**Work order**
Two lines mark the range in the entries below: the one holding "buf[0] = m | 27;" and the one holding "let v = *follow.first().ok_or_else(short)?;". Set down those two and all lines between them, exactly.

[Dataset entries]
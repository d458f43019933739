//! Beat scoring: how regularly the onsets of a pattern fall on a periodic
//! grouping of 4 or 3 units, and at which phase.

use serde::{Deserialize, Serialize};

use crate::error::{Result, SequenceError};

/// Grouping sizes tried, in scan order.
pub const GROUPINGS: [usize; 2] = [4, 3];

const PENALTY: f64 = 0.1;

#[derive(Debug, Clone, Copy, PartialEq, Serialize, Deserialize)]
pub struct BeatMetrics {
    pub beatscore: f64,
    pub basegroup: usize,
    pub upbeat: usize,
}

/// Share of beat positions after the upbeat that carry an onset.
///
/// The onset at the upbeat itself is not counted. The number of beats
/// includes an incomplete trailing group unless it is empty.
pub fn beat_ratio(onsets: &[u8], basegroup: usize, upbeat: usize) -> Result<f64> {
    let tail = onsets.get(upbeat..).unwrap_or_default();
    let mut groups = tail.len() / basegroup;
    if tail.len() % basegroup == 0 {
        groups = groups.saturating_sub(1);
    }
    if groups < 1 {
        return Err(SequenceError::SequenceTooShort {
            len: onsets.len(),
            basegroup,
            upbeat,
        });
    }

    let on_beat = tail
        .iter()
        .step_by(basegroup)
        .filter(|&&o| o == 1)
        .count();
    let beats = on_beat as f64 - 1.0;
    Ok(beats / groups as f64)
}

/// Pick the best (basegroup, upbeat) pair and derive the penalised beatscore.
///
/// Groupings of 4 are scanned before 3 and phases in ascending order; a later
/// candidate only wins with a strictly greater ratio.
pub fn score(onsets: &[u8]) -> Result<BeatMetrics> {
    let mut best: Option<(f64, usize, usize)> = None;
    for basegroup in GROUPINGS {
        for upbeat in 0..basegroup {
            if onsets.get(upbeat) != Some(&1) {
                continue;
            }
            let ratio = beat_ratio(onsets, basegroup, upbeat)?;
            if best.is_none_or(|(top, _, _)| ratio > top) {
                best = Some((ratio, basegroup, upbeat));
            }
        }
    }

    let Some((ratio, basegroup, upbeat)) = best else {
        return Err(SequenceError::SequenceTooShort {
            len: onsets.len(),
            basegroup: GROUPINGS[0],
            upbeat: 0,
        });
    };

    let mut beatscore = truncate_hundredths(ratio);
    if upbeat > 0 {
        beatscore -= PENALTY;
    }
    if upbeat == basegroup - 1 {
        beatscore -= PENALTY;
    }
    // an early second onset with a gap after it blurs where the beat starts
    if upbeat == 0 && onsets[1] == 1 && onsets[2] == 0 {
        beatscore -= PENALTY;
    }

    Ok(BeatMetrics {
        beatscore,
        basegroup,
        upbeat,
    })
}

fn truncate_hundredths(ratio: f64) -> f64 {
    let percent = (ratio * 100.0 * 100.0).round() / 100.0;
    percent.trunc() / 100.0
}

==

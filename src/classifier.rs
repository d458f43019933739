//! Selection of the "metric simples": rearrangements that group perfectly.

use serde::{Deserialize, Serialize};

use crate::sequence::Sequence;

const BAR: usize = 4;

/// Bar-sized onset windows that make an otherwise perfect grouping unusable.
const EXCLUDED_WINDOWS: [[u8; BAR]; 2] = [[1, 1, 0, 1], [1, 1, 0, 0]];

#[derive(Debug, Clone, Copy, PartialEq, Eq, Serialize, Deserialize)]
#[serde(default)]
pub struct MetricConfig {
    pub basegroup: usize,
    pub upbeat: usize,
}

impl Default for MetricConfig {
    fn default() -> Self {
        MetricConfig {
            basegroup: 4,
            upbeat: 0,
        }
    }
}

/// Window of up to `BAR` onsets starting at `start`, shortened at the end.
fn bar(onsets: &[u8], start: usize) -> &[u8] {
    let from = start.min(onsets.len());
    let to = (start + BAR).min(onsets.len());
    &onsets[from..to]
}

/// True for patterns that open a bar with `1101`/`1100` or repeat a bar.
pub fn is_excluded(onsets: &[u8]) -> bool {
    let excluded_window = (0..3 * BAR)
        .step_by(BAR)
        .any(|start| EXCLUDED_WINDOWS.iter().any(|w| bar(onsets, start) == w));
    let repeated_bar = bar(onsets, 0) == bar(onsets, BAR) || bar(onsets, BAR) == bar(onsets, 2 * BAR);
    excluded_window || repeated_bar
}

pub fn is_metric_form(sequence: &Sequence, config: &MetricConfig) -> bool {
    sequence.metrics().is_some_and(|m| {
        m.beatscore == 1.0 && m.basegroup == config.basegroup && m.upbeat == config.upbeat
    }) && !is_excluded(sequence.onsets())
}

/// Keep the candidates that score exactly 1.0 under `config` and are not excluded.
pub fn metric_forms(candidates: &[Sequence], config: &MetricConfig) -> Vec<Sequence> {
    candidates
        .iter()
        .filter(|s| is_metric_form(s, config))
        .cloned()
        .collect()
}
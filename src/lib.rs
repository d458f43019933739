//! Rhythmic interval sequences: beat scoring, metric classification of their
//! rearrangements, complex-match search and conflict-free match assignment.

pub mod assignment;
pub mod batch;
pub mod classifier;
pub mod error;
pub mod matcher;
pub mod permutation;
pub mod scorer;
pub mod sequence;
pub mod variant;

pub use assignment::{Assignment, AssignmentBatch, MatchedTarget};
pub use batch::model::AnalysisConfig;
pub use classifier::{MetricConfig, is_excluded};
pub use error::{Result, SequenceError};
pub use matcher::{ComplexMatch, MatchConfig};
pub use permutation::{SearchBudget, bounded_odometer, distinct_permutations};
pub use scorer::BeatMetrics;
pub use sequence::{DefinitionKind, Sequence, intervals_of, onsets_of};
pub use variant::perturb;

==

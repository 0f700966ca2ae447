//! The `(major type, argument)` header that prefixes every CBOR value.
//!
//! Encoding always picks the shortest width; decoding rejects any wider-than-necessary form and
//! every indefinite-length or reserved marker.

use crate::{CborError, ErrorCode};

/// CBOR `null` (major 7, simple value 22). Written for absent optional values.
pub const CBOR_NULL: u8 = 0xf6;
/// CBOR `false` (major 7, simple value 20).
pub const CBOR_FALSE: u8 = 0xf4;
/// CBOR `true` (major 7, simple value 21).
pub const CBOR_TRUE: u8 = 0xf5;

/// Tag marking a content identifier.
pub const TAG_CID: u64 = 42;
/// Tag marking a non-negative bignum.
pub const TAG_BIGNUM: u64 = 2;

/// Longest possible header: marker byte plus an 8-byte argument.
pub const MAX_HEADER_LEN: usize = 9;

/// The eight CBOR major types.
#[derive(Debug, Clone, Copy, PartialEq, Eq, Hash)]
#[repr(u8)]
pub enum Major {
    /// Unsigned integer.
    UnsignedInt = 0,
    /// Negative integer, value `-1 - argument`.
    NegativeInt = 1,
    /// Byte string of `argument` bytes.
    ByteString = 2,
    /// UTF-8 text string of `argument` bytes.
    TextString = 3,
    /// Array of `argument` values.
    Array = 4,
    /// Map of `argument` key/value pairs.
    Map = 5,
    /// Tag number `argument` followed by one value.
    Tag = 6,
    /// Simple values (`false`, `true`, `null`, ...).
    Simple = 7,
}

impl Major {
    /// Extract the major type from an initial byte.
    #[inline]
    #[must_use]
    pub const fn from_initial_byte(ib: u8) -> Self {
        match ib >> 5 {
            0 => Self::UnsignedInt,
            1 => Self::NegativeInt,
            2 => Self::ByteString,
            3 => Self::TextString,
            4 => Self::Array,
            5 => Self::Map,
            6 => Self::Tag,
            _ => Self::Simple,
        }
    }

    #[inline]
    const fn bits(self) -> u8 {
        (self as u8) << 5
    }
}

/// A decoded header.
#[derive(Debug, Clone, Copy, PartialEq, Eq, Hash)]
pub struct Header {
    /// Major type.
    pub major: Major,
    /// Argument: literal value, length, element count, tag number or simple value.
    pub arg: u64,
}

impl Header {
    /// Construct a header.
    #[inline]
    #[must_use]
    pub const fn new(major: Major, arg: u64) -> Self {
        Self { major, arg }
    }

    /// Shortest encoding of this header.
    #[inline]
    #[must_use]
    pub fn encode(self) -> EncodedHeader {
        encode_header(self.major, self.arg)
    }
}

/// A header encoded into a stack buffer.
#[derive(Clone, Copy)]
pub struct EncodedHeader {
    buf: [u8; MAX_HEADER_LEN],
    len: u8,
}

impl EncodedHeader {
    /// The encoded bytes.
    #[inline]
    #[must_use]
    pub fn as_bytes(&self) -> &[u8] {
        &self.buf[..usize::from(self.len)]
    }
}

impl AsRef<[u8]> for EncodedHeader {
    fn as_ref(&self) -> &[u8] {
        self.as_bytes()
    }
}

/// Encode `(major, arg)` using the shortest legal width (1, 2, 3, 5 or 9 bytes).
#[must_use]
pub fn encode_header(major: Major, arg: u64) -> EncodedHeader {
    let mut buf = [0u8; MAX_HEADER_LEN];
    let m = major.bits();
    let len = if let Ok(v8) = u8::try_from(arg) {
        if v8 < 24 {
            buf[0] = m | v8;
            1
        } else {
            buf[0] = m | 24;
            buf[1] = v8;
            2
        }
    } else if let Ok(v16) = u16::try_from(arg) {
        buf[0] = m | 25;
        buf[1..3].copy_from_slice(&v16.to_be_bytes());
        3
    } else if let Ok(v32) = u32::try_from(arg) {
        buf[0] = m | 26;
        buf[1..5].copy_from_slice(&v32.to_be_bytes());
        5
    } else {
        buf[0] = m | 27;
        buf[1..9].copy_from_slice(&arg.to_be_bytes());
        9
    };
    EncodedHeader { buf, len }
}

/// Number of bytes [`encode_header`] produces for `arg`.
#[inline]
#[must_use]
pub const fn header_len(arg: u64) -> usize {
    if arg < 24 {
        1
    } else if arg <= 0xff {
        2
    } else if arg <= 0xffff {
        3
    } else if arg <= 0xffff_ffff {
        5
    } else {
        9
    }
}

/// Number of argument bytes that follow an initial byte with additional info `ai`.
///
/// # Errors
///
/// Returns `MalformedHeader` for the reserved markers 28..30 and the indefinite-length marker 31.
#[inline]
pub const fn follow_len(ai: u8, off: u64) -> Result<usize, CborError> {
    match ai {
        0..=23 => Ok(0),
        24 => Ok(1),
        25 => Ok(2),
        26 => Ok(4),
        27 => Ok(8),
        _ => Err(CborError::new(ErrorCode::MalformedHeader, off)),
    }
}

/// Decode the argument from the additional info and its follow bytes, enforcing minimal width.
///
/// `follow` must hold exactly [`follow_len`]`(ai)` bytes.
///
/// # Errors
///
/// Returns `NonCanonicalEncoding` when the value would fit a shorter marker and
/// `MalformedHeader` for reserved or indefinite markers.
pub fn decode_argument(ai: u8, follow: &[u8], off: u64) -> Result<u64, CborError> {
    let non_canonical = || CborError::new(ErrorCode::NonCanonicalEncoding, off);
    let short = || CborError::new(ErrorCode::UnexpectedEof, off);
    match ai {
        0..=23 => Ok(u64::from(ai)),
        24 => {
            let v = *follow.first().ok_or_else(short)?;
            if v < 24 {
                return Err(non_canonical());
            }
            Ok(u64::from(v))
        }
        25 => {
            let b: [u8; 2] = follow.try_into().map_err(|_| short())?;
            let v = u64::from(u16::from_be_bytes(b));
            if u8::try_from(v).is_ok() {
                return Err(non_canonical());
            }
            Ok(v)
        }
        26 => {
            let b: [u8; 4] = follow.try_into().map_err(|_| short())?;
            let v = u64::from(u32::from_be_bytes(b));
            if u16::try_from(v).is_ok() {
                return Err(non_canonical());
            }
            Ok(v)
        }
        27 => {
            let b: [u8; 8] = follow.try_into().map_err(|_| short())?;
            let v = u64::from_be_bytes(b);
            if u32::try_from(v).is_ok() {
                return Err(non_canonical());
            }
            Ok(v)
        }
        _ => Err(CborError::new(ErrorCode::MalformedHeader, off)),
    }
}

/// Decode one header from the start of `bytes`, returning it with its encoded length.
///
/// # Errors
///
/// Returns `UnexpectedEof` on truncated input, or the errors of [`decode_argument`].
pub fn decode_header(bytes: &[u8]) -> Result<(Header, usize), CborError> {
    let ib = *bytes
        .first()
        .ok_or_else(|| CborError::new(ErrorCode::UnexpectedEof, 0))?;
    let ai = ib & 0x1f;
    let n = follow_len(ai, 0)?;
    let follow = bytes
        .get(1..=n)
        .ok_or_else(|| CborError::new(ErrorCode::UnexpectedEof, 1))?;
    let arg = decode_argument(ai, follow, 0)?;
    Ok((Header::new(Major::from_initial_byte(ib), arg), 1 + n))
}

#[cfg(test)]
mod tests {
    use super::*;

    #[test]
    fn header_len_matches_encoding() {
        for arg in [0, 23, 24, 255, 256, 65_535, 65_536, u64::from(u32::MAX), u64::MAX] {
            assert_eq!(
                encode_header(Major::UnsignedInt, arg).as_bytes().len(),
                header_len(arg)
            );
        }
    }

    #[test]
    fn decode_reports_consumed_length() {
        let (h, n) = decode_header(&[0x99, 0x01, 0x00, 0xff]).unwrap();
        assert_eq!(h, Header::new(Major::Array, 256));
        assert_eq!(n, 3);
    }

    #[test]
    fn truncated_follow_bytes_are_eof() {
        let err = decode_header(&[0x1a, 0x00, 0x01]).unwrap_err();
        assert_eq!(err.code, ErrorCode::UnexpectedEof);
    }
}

**Exercise answer**
        buf[0] = m | 27;
        buf[1..9].copy_from_slice(&arg.to_be_bytes());
        9
    };
    EncodedHeader { buf, len }
}

/// Number of bytes [`encode_header`] produces for `arg`.
#[inline]
#[must_use]
pub const fn header_len(arg: u64) -> usize {
    if arg < 24 {
        1
    } else if arg <= 0xff {
        2
    } else if arg <= 0xffff {
        3
    } else if arg <= 0xffff_ffff {
        5
    } else {
        9
    }
}

/// Number of argument bytes that follow an initial byte with additional info `ai`.
///
/// # Errors
///
/// Returns `MalformedHeader` for the reserved markers 28..30 and the indefinite-length marker 31.
#[inline]
pub const fn follow_len(ai: u8, off: u64) -> Result<usize, CborError> {
    match ai {
        0..=23 => Ok(0),
        24 => Ok(1),
        25 => Ok(2),
        26 => Ok(4),
        27 => Ok(8),
        _ => Err(CborError::new(ErrorCode::MalformedHeader, off)),
    }
}

/// Decode the argument from the additional info and its follow bytes, enforcing minimal width.
///
/// `follow` must hold exactly [`follow_len`]`(ai)` bytes.
///
/// # Errors
///
/// Returns `NonCanonicalEncoding` when the value would fit a shorter marker and
/// `MalformedHeader` for reserved or indefinite markers.
pub fn decode_argument(ai: u8, follow: &[u8], off: u64) -> Result<u64, CborError> {
    let non_canonical = || CborError::new(ErrorCode::NonCanonicalEncoding, off);
    let short = || CborError::new(ErrorCode::UnexpectedEof, off);
    match ai {
        0..=23 => Ok(u64::from(ai)),
        24 => {
            let v = *follow.first().ok_or_else(short)?;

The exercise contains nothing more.